Length Penalty (Compared to Interruptions)
- Mechanism: This approach reshapes the reward function to penalize overly long completions. The penalty $R_{\text{length}}(y)$ is added only to correct traces.
- Formula (following DAPO): The penalty uses a tolerance interval $L_{\text{cache}}$:
\(R_{\text{length}}(y) = \text{clip}\left(\frac{L_{\text{max}} - |y|}{L_{\text{cache}}} - 1, -1, 0\right) \text{ (Equation 9)}\).

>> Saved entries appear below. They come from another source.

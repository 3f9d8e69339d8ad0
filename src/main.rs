//! mssql-schema - Main entry point.
//!
//! Renders column DDL and routine calls offline, or inspects a live server
//! when built with the `mssql` feature.

use mssql_schema::config::{Command, Config, parse_json_arg};
use mssql_schema::db::connection::DriverCapabilities;
use mssql_schema::db::routine::{RoutineCall, function_bindings, function_statement, invoker_for};
use mssql_schema::db::DdlBuilder;
use mssql_schema::models::{ColumnSpec, RoutineSchema, Row, quote_table_name};
use serde::Serialize;
use tracing::{error, info};
use tracing_subscriber::{EnvFilter, fmt, prelude::*};

/// Initialize the tracing subscriber for logging.
///
/// Logs go to stderr; stdout carries the command output.
fn init_tracing(config: &Config) {
    let filter =
        EnvFilter::try_from_default_env().unwrap_or_else(|_| EnvFilter::new(&config.log_level));

    let subscriber = tracing_subscriber::registry().with(filter);

    if config.json_logs {
        subscriber
            .with(fmt::layer().json().with_writer(std::io::stderr))
            .init();
    } else {
        subscriber
            .with(
                fmt::layer()
                    .with_target(true)
                    .with_thread_ids(false)
                    .with_writer(std::io::stderr),
            )
            .init();
    }
}

fn print_json<T: Serialize>(value: &T) -> Result<(), Box<dyn std::error::Error>> {
    println!("{}", serde_json::to_string_pretty(value)?);
    Ok(())
}

async fn run(config: &Config) -> Result<(), Box<dyn std::error::Error>> {
    let options = config.to_schema_options();
    let ddl = DdlBuilder::new(options.string_max_size);

    match &config.command {
        Command::Column { spec } => {
            let spec: ColumnSpec = parse_json_arg(spec)?;
            println!("{}", ddl.column_type(spec)?);
        }
        Command::CreateTable { table, spec } => {
            let specs: Vec<ColumnSpec> = parse_json_arg(spec)?;
            println!("{}", ddl.create_table(&quote_table_name(table), specs)?);
        }
        Command::Procedure { routine, values } => {
            let routine: RoutineSchema = parse_json_arg::<RoutineSchema>(routine)?.normalized();
            let values: Row = parse_json_arg(values)?;
            let capabilities = DriverCapabilities::probe(&config.driver_probe())?;
            let call = invoker_for(capabilities.family).procedure_call(&routine, &values);
            print_json(&call)?;
        }
        Command::Function { routine, values } => {
            let routine: RoutineSchema = parse_json_arg::<RoutineSchema>(routine)?.normalized();
            let values: Row = parse_json_arg(values)?;
            let call = RoutineCall {
                statement: function_statement(&routine, &routine.parameters, &options.default_schema),
                bindings: function_bindings(&routine.parameters, &values),
            };
            print_json(&call)?;
        }
        Command::Inspect { connection, schema } => inspect(config, connection, schema).await?,
    }
    Ok(())
}

#[cfg(feature = "mssql")]
async fn inspect(
    config: &Config,
    connection: &str,
    schema: &str,
) -> Result<(), Box<dyn std::error::Error>> {
    use mssql_schema::db::{SqlServerSchema, TiberiusConnection};
    use std::sync::Arc;

    let conn = Arc::new(TiberiusConnection::connect(connection).await?);
    let bridge = SqlServerSchema::new(conn, &config.driver_probe(), config.to_schema_options())?;
    bridge.run_init_statements().await?;

    let schemas: Vec<String> = if schema.is_empty() {
        bridge.get_schemas().await?
    } else {
        vec![schema.to_string()]
    };
    let constraints = bridge.get_table_constraints(&schemas).await?;

    let mut tables = Vec::new();
    for table in bridge.get_table_names(schema).await?.into_values() {
        let table = bridge.load_table_columns(table).await?;
        tables.push(bridge.apply_constraints(table, &constraints));
    }
    info!(tables = tables.len(), "Inspected catalog");
    print_json(&tables)
}

#[cfg(not(feature = "mssql"))]
async fn inspect(
    _config: &Config,
    _connection: &str,
    _schema: &str,
) -> Result<(), Box<dyn std::error::Error>> {
    Err("inspect needs a build with the `mssql` feature".into())
}

#[tokio::main]
async fn main() -> Result<(), Box<dyn std::error::Error>> {
    let config = Config::parse_args();
    init_tracing(&config);

    info!(
        drivers = ?config.drivers,
        "Starting mssql-schema v{}",
        env!("CARGO_PKG_VERSION")
    );

    if let Err(e) = run(&config).await {
        error!(error = %e, "Command failed");
        return Err(e);
    }
    Ok(())
}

- Note: In the comparison experiments, $L_{\text{max}}$ was set to 14k tokens and $L_{\text{cache}}$ to 2k tokens.
- Comparison Result: Replacing the interruption mechanism with a length penalty in a Leave-One-Out (LOO) experiment did not improve performance. The interruption mechanism was retained in ScaleRL because it maintains slightly better compute efficiency ($B$) compared to the length penalty variant, while both reached similar asymptotic performance ($A$).
Core ScaleRL Algorithmic Components
The full ScaleRL recipe integrates several components to ensure stability and high asymptotic performance:
| Component | Detail in ScaleRL | Rationale / Scaling Effect |
|---|---|---|
| Loss Function | Truncated Importance Sampling Loss (CISPO). | CISPO substantially outperforms DAPO by achieving a higher asymptotic pass rate ($A$). It is also markedly more robust to the choice of the Importance Sampling (IS) clipping parameter ($\epsilon_{\text{max}}$) than GRPO/DAPO losses. |
| Precision Fix | FP32 precision at the LLM logits (LM head). | This fix mitigates numerical mismatches between generator and trainer kernels, dramatically improving the asymptotic performance ($A$) (e.g., from 0.52 to 0.61 in initial studies). Its inclusion enhances stability and scalability, especially in larger MoE models [Figure 8b]. |
| Loss Aggregation | Prompt-level loss averaging. | This method achieved the highest asymptotic performance among the tested strategies (sample average, prompt average, token average) [Figure 14a]. |
| Advantage Normalization | Batch-level advantage normalization. | Advantages are normalized by the standard deviation across all generations in the batch. While prompt-level, batch-level, and no-normalization performed similarly in initial studies, batch-level was chosen as theoretically sound and marginally better. |
| Filtering/Curriculum | Zero-Variance Filtering and No-Positive-Resampling. | Zero-variance filtering excludes prompts where all generations have identical rewards, thus contributing zero policy gradient, which improves asymptotic performance [Figure 6a]. No-Positive-Resampling removes prompts with a historical pass rate $\geq 0.9$ from subsequent epochs, which improves scalability and the asymptotic reward ($A$) by focusing compute on harder examples [Figure 6b]. |
This combination of components results in the $J_{\text{ScaleRL}}(\theta)$ loss function, which integrates the chosen aggregation, normalization, filtering, and the CISPO loss.
Conclusion
This work establishes a rigorous methodology for cost-effectively predicting the scalability of new RL algorithms for LLMs. By quantifying performance using the sigmoidal scaling law, the authors derived the ScaleRL recipe, which provides practical predictability in RL training, bringing it closer to the reliability long achieved in pre-training.
The methodology acts like a scientific speedometer for RL training: instead of waiting for a marathon to finish to see who is fastest, the scaling law allows researchers to predict the ultimate top speed ($A$) and acceleration ($B$) from just the beginning of the race.